Fig.: The eversible vesicles are fully extended.

Fig.: When the springtail lands on a surface, the vesicles are the first to reach the surface. They are then fixed to the support thanks to the "circular suction cups" with which they are equipped.

Fig.: If the springtail has taken good support with its legs and if these allow it to fix properly, then the vesicles retract into the ventral tube. Note also that the furca is positioned parallel in a folded position under the abdomen. The ventral tube might even help direct the springtail jump.

The ventral tube, a grooming instrument :

In my article on the legs of springtails, I featured a video that showed the use of the legs when grooming. But the legs are not an exclusive tool. Indeed, the vesicles also play a role during the toilet. Springtails have a strong propensity for cleanliness. They do their cleaning job tirelessly when they are stationary. From observations, springtails typically clean their antennae more than 80 times per hour for 2 to 5 seconds each time. Researchers have also found that the most frequently cleaned parts are the antennae. An experiment with Sminthurus viridis also suggests that the vesicles are used to carry water droplets, retained by body hair, to the mouth. Given that springtails inhabit the ground, on which they encounter a multitude of particles of various kinds, they use the properties of their ventral tube to frequently eliminate these particles or the water droplets which attach themselves to their body or disturb certain of their sense organs.

(A) and (B): Collembola cleanses its body with the eversible vesicles.

(C): The reversible vesicle cleans an antenna.

(D): springtail inserts its eversible vesicles into the soil to absorb moisture (scale bar = 0.05 mm).

The movement of the eversible vesicles :

Anatomical experiments show the presence of four retractable muscle rods in the body.These muscle rods control the eversible vesicles and help them expand and retract rapidly. Eversible vesicles move very quickly; for example, they usually take less than three seconds to fully expand and retract when cleaning the body.


Fig.A: Extension movements of the vesicles.
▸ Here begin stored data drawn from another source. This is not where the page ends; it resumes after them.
//! Windows spooler submission and polling
//!
//! Raw streams go direct-to-driver with datatype RAW
//! (StartDocPrinterW / WritePrinter); the spooler job id returned by
//! StartDocPrinterW is recorded so the monitor can poll it. Rendered
//! files (PDF, HTML labels) are handed to the shell `PrintTo` verb for
//! the named device under a 30-second safety timeout; that path yields
//! no job id and the monitor falls back to its assumed-success delay.

use std::time::Duration;

use async_trait::async_trait;
use tokio::process::Command;

use shared::PrinterDescriptor;

use crate::render::RenderedOutput;

use super::driver::{SpoolError, SpoolerDriver, SpoolerHandle, SubmitOptions};
use super::monitor::{OsJobStatus, SpoolerPoll};

const PRINT_TO_TIMEOUT: Duration = Duration::from_secs(30);

pub struct WindowsDriver;

impl WindowsDriver {
    pub fn new() -> Self {
        Self
    }
}

#[async_trait]
impl SpoolerDriver for WindowsDriver {
    async fn submit(
        &self,
        output: &RenderedOutput,
        printer: &PrinterDescriptor,
        options: &SubmitOptions,
    ) -> Result<SpoolerHandle, SpoolError> {
        match output {
            RenderedOutput::Stream(bytes) => {
                let printer_name = printer.system_name.clone();
                let doc_name = format!("RepairMind {}", options.job_id);
                let data = bytes.clone();
                let os_job_id = tokio::task::spawn_blocking(move || {
                    write_raw(&printer_name, &doc_name, &data)
                })
                .await
                .map_err(|e| SpoolError::Platform(format!("join error: {e}")))??;
                Ok(SpoolerHandle {
                    os_job_id: Some(os_job_id),
                })
            }
            RenderedOutput::File(path) => {
                // Shell PrintTo: the registered PDF/HTML handler prints
                // silently to the named device. No job id is exposed.
                let status = tokio::time::timeout(
                    PRINT_TO_TIMEOUT,
                    Command::new("powershell")
                        .args([
                            "-NoProfile",
                            "-Command",
                            &format!(
                                "Start-Process -FilePath '{}' -Verb PrintTo -ArgumentList '{}' -Wait",
                                path.display(),
                                printer.system_name.replace('\'', "''"),
                            ),
                        ])
                        .status(),
                )
                .await
                .map_err(|_| {
                    SpoolError::Timeout(format!(
                        "PrintTo did not finish within {}s",
                        PRINT_TO_TIMEOUT.as_secs()
                    ))
                })?
                .map_err(|e| SpoolError::Platform(format!("powershell: {e}")))?;

                if !status.success() {
                    return Err(SpoolError::Rejected(format!(
                        "PrintTo exited with {status}"
                    )));
                }
                Ok(SpoolerHandle { os_job_id: None })
            }
        }
    }
}

/// Direct-to-driver RAW submission via the Win32 print spooler.
///
/// Returns the spooler job id from StartDocPrinterW.
fn write_raw(printer_name: &str, doc_name: &str, data: &[u8]) -> Result<u32, SpoolError> {
    use std::ffi::c_void;
    use windows::core::{PCWSTR, PWSTR};
    use windows::Win32::Graphics::Printing::{
        ClosePrinter, EndDocPrinter, EndPagePrinter, OpenPrinterW, StartDocPrinterW,
        StartPagePrinter, WritePrinter, DOC_INFO_1W, PRINTER_HANDLE,
    };

    fn to_wide(s: &str) -> Vec<u16> {
        s.encode_utf16().chain(std::iter::once(0)).collect()
    }

    unsafe {
        let mut handle: PRINTER_HANDLE = PRINTER_HANDLE::default();
        let name_w = to_wide(printer_name);

        OpenPrinterW(PCWSTR::from_raw(name_w.as_ptr()), &mut handle, None)
            .map_err(|_| SpoolError::Platform("OpenPrinterW failed".into()))?;

        let doc_name_w = to_wide(doc_name);
        let datatype_w = to_wide("RAW");
        let doc_info = DOC_INFO_1W {
            pDocName: PWSTR(doc_name_w.as_ptr() as *mut _),
            pOutputFile: PWSTR::null(),
            pDatatype: PWSTR(datatype_w.as_ptr() as *mut _),
        };

        let job_id = StartDocPrinterW(handle, 1, &doc_info as *const DOC_INFO_1W);
        if job_id == 0 {
            let _ = ClosePrinter(handle);
            return Err(SpoolError::Rejected("StartDocPrinter failed".into()));
        }

        if !StartPagePrinter(handle).as_bool() {
            let _ = EndDocPrinter(handle);
            let _ = ClosePrinter(handle);
            return Err(SpoolError::Rejected("StartPagePrinter failed".into()));
        }

        let mut written: u32 = 0;
        let ok = WritePrinter(
            handle,
            data.as_ptr() as *const c_void,
            data.len() as u32,
            &mut written,
        );

        let _ = EndPagePrinter(handle);
        let _ = EndDocPrinter(handle);
        let _ = ClosePrinter(handle);

        if !ok.as_bool() {
            return Err(SpoolError::Rejected("WritePrinter failed".into()));
        }
        if written != data.len() as u32 {
            return Err(SpoolError::Rejected("incomplete write".into()));
        }

        Ok(job_id)
    }
}

/// Win32 job polling via GetJobW.
pub struct WindowsPoll;

#[async_trait]
impl SpoolerPoll for WindowsPoll {
    async fn job_status(
        &self,
        printer: &str,
        os_job_id: u32,
    ) -> Result<OsJobStatus, SpoolError> {
        let printer = printer.to_string();
        tokio::task::spawn_blocking(move || query_job_status(&printer, os_job_id))
            .await
            .map_err(|e| SpoolError::Platform(format!("join error: {e}")))?
    }
}

fn query_job_status(printer_name: &str, os_job_id: u32) -> Result<OsJobStatus, SpoolError> {
    use windows::core::PCWSTR;
    use windows::Win32::Graphics::Printing::{
        ClosePrinter, GetJobW, OpenPrinterW, JOB_INFO_1W, JOB_STATUS_BLOCKED_DEVQ,
        JOB_STATUS_DELETED, JOB_STATUS_DELETING, JOB_STATUS_ERROR, JOB_STATUS_OFFLINE,
        JOB_STATUS_PAPEROUT, JOB_STATUS_PRINTED, JOB_STATUS_PRINTING, PRINTER_HANDLE,
    };

    fn to_wide(s: &str) -> Vec<u16> {
        s.encode_utf16().chain(std::iter::once(0)).collect()
    }

    unsafe {
        let mut handle: PRINTER_HANDLE = PRINTER_HANDLE::default();
        let name_w = to_wide(printer_name);

        OpenPrinterW(PCWSTR::from_raw(name_w.as_ptr()), &mut handle, None)
            .map_err(|_| SpoolError::Platform("OpenPrinterW failed".into()))?;

        let mut needed: u32 = 0;
        let _ = GetJobW(handle, os_job_id, 1, None, &mut needed);
        if needed == 0 {
            let _ = ClosePrinter(handle);
            // The spooler no longer knows the job.
            return Ok(OsJobStatus::Missing);
        }

        let mut buf: Vec<u8> = vec![0; needed as usize];
        let result = GetJobW(handle, os_job_id, 1, Some(buf.as_mut_slice()), &mut needed);
        let _ = ClosePrinter(handle);

        if result.is_err() {
            return Ok(OsJobStatus::Missing);
        }

        let info = *(buf.as_ptr() as *const JOB_INFO_1W);
        let status = info.Status;

        let mapped = if (status & JOB_STATUS_PRINTED) != 0 {
            OsJobStatus::Printed
        } else if (status & (JOB_STATUS_DELETED | JOB_STATUS_DELETING)) != 0 {
            OsJobStatus::Cancelled
        } else if (status & JOB_STATUS_PAPEROUT) != 0 {
            OsJobStatus::PaperOut
        } else if (status & JOB_STATUS_OFFLINE) != 0 {
            OsJobStatus::Offline
        } else if (status & JOB_STATUS_ERROR) != 0 {
            OsJobStatus::Error
        } else if (status & JOB_STATUS_BLOCKED_DEVQ) != 0 {
            OsJobStatus::Blocked
        } else if (status & JOB_STATUS_PRINTING) != 0 {
            OsJobStatus::Printing
        } else {
            OsJobStatus::Pending
        };

        Ok(mapped)
    }
}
The eversible vesicles absorb water directly.

Fig.B: The springtail stands on the vesicles that are reversible in water.

Fig.C: The eversible vesicles help the mouth parts to absorb liquid food.
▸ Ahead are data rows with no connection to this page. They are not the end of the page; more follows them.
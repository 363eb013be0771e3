//! HTML label rendering
//!
//! Fallback path when a label job carries neither ZPL nor raw data nor
//! a pre-rendered PDF: a self-contained HTML page sized to the exact
//! physical label dimensions, which the spooler driver prints like any
//! other document. Default size 62×29 mm, landscape.

use shared::PrintJob;

const DEFAULT_WIDTH_MM: f64 = 62.0;
const DEFAULT_HEIGHT_MM: f64 = 29.0;

/// Build the label HTML for a job.
pub(super) fn build_label_html(job: &PrintJob) -> String {
    let content = &job.content;
    let width_mm = job.options.label_width_mm.unwrap_or(DEFAULT_WIDTH_MM);
    let height_mm = job.options.label_height_mm.unwrap_or(DEFAULT_HEIGHT_MM);

    let title = content.title.as_deref().unwrap_or("");
    let subtitle = content.subtitle.as_deref().unwrap_or("");
    let sku = content.sku.as_deref().unwrap_or("");
    let price = content
        .price
        .map(|p| format!("{p:.2} €"))
        .unwrap_or_default();
    let barcode = content.barcode.as_deref().unwrap_or("");

    format!(
        r#"<!DOCTYPE html>
<html>
<head>
<meta charset="utf-8">
<style>
  @page {{
    size: {width_mm}mm {height_mm}mm landscape;
    margin: 0;
  }}
  html, body {{
    width: {width_mm}mm;
    height: {height_mm}mm;
    margin: 0;
    padding: 1mm;
    box-sizing: border-box;
    font-family: Arial, sans-serif;
    overflow: hidden;
  }}
  .title {{ font-size: 3.2mm; font-weight: bold; white-space: nowrap; }}
  .subtitle {{ font-size: 2.4mm; }}
  .row {{ display: flex; justify-content: space-between; font-size: 2.6mm; }}
  .price {{ font-weight: bold; }}
  .barcode {{ font-family: monospace; font-size: 2.8mm; letter-spacing: 0.5mm; text-align: center; }}
</style>
</head>
<body>
  <div class="title">{title}</div>
  <div class="subtitle">{subtitle}</div>
  <div class="row"><span class="sku">{sku}</span><span class="price">{price}</span></div>
  <div class="barcode">{barcode}</div>
</body>
</html>
"#,
        title = escape_html(title),
        subtitle = escape_html(subtitle),
        sku = escape_html(sku),
        price = escape_html(&price),
        barcode = escape_html(barcode),
    )
}

fn escape_html(s: &str) -> String {
    s.replace('&', "&amp;")
        .replace('<', "&lt;")
        .replace('>', "&gt;")
        .replace('"', "&quot;")
}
Fig.D: The eversible vesicles cleanse the head.

The vesicle tissues are soft, flexible and easy to control by springtail, which allows them to perform their various functions. Their hyaline appearance results from an absence of pigmentation. Previous morphological studies, mainly focused on the base of the ventral tube, from dead specimens, did not show the eversible vesicles which were, most of the time, retracted in the ventral tube and the body cavity. That is why they were rarely observed with ordinary methods. It was therefore difficult, in such conditions, to reveal their structure.

The researchers finally found that the Sminthuridae are the springtail family best endowed with eversible vesicles. Other families indeed have very short vesicles, and some even have a very reduced or retracted ventral tube. This tells us that studying the shape of the eversible vesicles may be useful for the classification and phylogenetic analyzes of springtails.
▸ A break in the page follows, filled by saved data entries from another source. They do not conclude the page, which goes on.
//! Printer classification
//!
//! Maps a raw OS printer record to a typed descriptor. Rules are
//! ordered and first-match-wins: thermal → label → laser → dotmatrix
//! → inkjet → generic, matched case-insensitively over
//! name ∪ display name ∪ driver.

use shared::{
    PrinterCapabilities, PrinterDescriptor, PrinterMetadata, PrinterType, Transport,
};

/// Raw printer record as the platform layer reports it.
#[derive(Debug, Clone, Default)]
pub struct RawPrinter {
    pub name: String,
    pub display_name: Option<String>,
    pub driver: Option<String>,
    pub port: Option<String>,
    /// CUPS device URI, when the platform exposes one.
    pub device_uri: Option<String>,
    pub is_default: bool,
    pub status: String,
    pub location: Option<String>,
    pub comment: Option<String>,
}

const THERMAL_KEYWORDS: &[&str] = &[
    "thermal", "receipt", "tm-", "tsp", "pos-58", "pos-80", "pos58", "pos80", "rongta",
    "xprinter", "gprinter", "srp-", "rp-",
];

const LABEL_KEYWORDS: &[&str] = &[
    "label", "zebra", "zpl", "dymo", "ql-", "zd4", "zd6", "gk4", "gx4", "tlp", "labelwriter",
];

const LASER_KEYWORDS: &[&str] = &["laser", "laserjet", "hl-l", "imageclass", "ecosys"];

const DOTMATRIX_KEYWORDS: &[&str] =
    &["dot matrix", "dotmatrix", "lx-", "fx-", "lq-", "impact", "oki ml"];

const INKJET_KEYWORDS: &[&str] = &[
    "inkjet", "deskjet", "officejet", "envy", "pixma", "ecotank", "workforce", "stylus",
];

/// Classify a raw record into an immutable descriptor.
pub fn classify(raw: &RawPrinter) -> PrinterDescriptor {
    let display_name = raw
        .display_name
        .clone()
        .unwrap_or_else(|| raw.name.clone());
    let haystack = format!(
        "{} {} {}",
        raw.name,
        display_name,
        raw.driver.as_deref().unwrap_or("")
    )
    .to_lowercase();

    let printer_type = detect_type(&haystack);
    let transport = detect_transport(raw, &haystack);
    let capabilities = capabilities_for(printer_type, &haystack);

    PrinterDescriptor {
        system_name: raw.name.clone(),
        display_name,
        printer_type,
        transport,
        capabilities,
        metadata: PrinterMetadata {
            is_default: raw.is_default,
            status: if raw.status.is_empty() {
                "unknown".into()
            } else {
                raw.status.clone()
            },
            port_name: raw.port.clone().unwrap_or_default(),
            location: raw.location.clone(),
            comment: raw.comment.clone(),
        },
    }
}

fn detect_type(haystack: &str) -> PrinterType {
    let rules: &[(&[&str], PrinterType)] = &[
        (THERMAL_KEYWORDS, PrinterType::Thermal),
        (LABEL_KEYWORDS, PrinterType::Label),
        (LASER_KEYWORDS, PrinterType::Laser),
        (DOTMATRIX_KEYWORDS, PrinterType::DotMatrix),
        (INKJET_KEYWORDS, PrinterType::Inkjet),
    ];

    for (keywords, printer_type) in rules {
        if keywords.iter().any(|k| haystack.contains(k)) {
            return *printer_type;
        }
    }
    PrinterType::Generic
}

/// Interface detection, in order: port-name substring, device-uri
/// scheme, MAC-tail suffix on the name, wireless keywords, unknown.
fn detect_transport(raw: &RawPrinter, haystack: &str) -> Transport {
    let port = raw.port.as_deref().unwrap_or("").to_lowercase();
    if !port.is_empty() {
        if port.contains("usb") {
            return Transport::Usb;
        }
        if port.starts_with("ip_") || port.contains("tcp") || port.contains("wsd") {
            return Transport::Network;
        }
        if port.contains("bth") || port.contains("bluetooth") {
            return Transport::Bluetooth;
        }
        if port.starts_with("com") {
            return Transport::Serial;
        }
        if port.starts_with("lpt") {
            return Transport::Parallel;
        }
    }

    if let Some(uri) = raw.device_uri.as_deref() {
        if let Some(scheme) = uri.split("://").next() {
            match scheme {
                "usb" | "hp" => return Transport::Usb,
                "ipp" | "ipps" | "http" | "https" | "socket" | "lpd" | "dnssd" => {
                    return Transport::Network;
                }
                "bluetooth" => return Transport::Bluetooth,
                "serial" => return Transport::Serial,
                "parallel" => return Transport::Parallel,
                _ => {}
            }
        }
    }

    if name_has_mac_tail(&raw.name) {
        return Transport::Network;
    }

    if ["wifi", "wi-fi", "wireless", "airprint"]
        .iter()
        .any(|k| haystack.contains(k))
    {
        return Transport::Network;
    }

    Transport::Unknown
}

/// Network printers often advertise with the tail of their MAC in the
/// queue name, e.g. "Brother HL-L2370DW [3c2af4]" or
/// "EPSON WF-3820 (A1B2C3)".
fn name_has_mac_tail(name: &str) -> bool {
    let trimmed = name
        .trim_end()
        .trim_end_matches([')', ']', '}'])
        .trim_end();

    // Colon-separated form: at least two "xx:" groups at the end.
    let colon_tail: String = trimmed
        .chars()
        .rev()
        .take_while(|c| c.is_ascii_hexdigit() || *c == ':')
        .collect();
    if colon_tail.chars().filter(|c| *c == ':').count() >= 2 && colon_tail.len() >= 8 {
        return true;
    }

    // Plain form: a trailing run of exactly six hex digits, separated
    // from the model name.
    let hex_tail: Vec<char> = trimmed
        .chars()
        .rev()
        .take_while(|c| c.is_ascii_hexdigit())
        .collect();
    if hex_tail.len() != 6 {
        return false;
    }
    // Must not be part of a longer alphanumeric word ("TM-T88000" is
    // a model number, not a MAC).
    match trimmed.chars().rev().nth(6) {
        Some(c) => !c.is_ascii_alphanumeric(),
        None => false,
    }
}

fn capabilities_for(printer_type: PrinterType, haystack: &str) -> PrinterCapabilities {
    match printer_type {
        PrinterType::Thermal => PrinterCapabilities {
            color: false,
            duplex: false,
            paper_sizes: vec!["80mm".into(), "58mm".into()],
            max_width_mm: if haystack.contains("58") { 58 } else { 80 },
            has_cutter: true,
            has_cash_drawer: true,
        },
        PrinterType::Label => PrinterCapabilities {
            color: false,
            duplex: false,
            paper_sizes: vec!["Label".into(), "Continuous".into()],
            max_width_mm: 62,
            has_cutter: false,
            has_cash_drawer: false,
        },
        PrinterType::DotMatrix => PrinterCapabilities {
            color: false,
            duplex: false,
            paper_sizes: vec!["A4".into(), "Letter".into()],
            max_width_mm: 210,
            has_cutter: false,
            has_cash_drawer: false,
        },
        PrinterType::Laser | PrinterType::Inkjet | PrinterType::Generic => PrinterCapabilities {
            color: printer_type == PrinterType::Inkjet || haystack.contains("color"),
            duplex: haystack.contains("duplex") || haystack.contains("dn"),
            paper_sizes: vec!["A4".into(), "Letter".into()],
            max_width_mm: 210,
            has_cutter: false,
            has_cash_drawer: false,
        },
    }
}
Prospects: Investigations into the fine structure of vesicles can also help to understand the habits of springtails and to better adapt their integration into programs to control certain crop pests **.



* The black and white diagrams accompanying this article have been retouched in PhotoshopCC and colored by me, in order to respect the graphic spirit of the other articles on this site.

** In this regard, (01-01-2021) I am currently in contact with researchers who are conducting a study on the use of a particular species of springtails which preferentially feed on a fungus that pests plants and seeds (fusarium). The study focuses on the introduction of these springtails on cultivated land with the objective of replacing them with phytosanitary treatments. When the researcher in charge of this study communicates his results to me, they will be the subject of a new article on this site.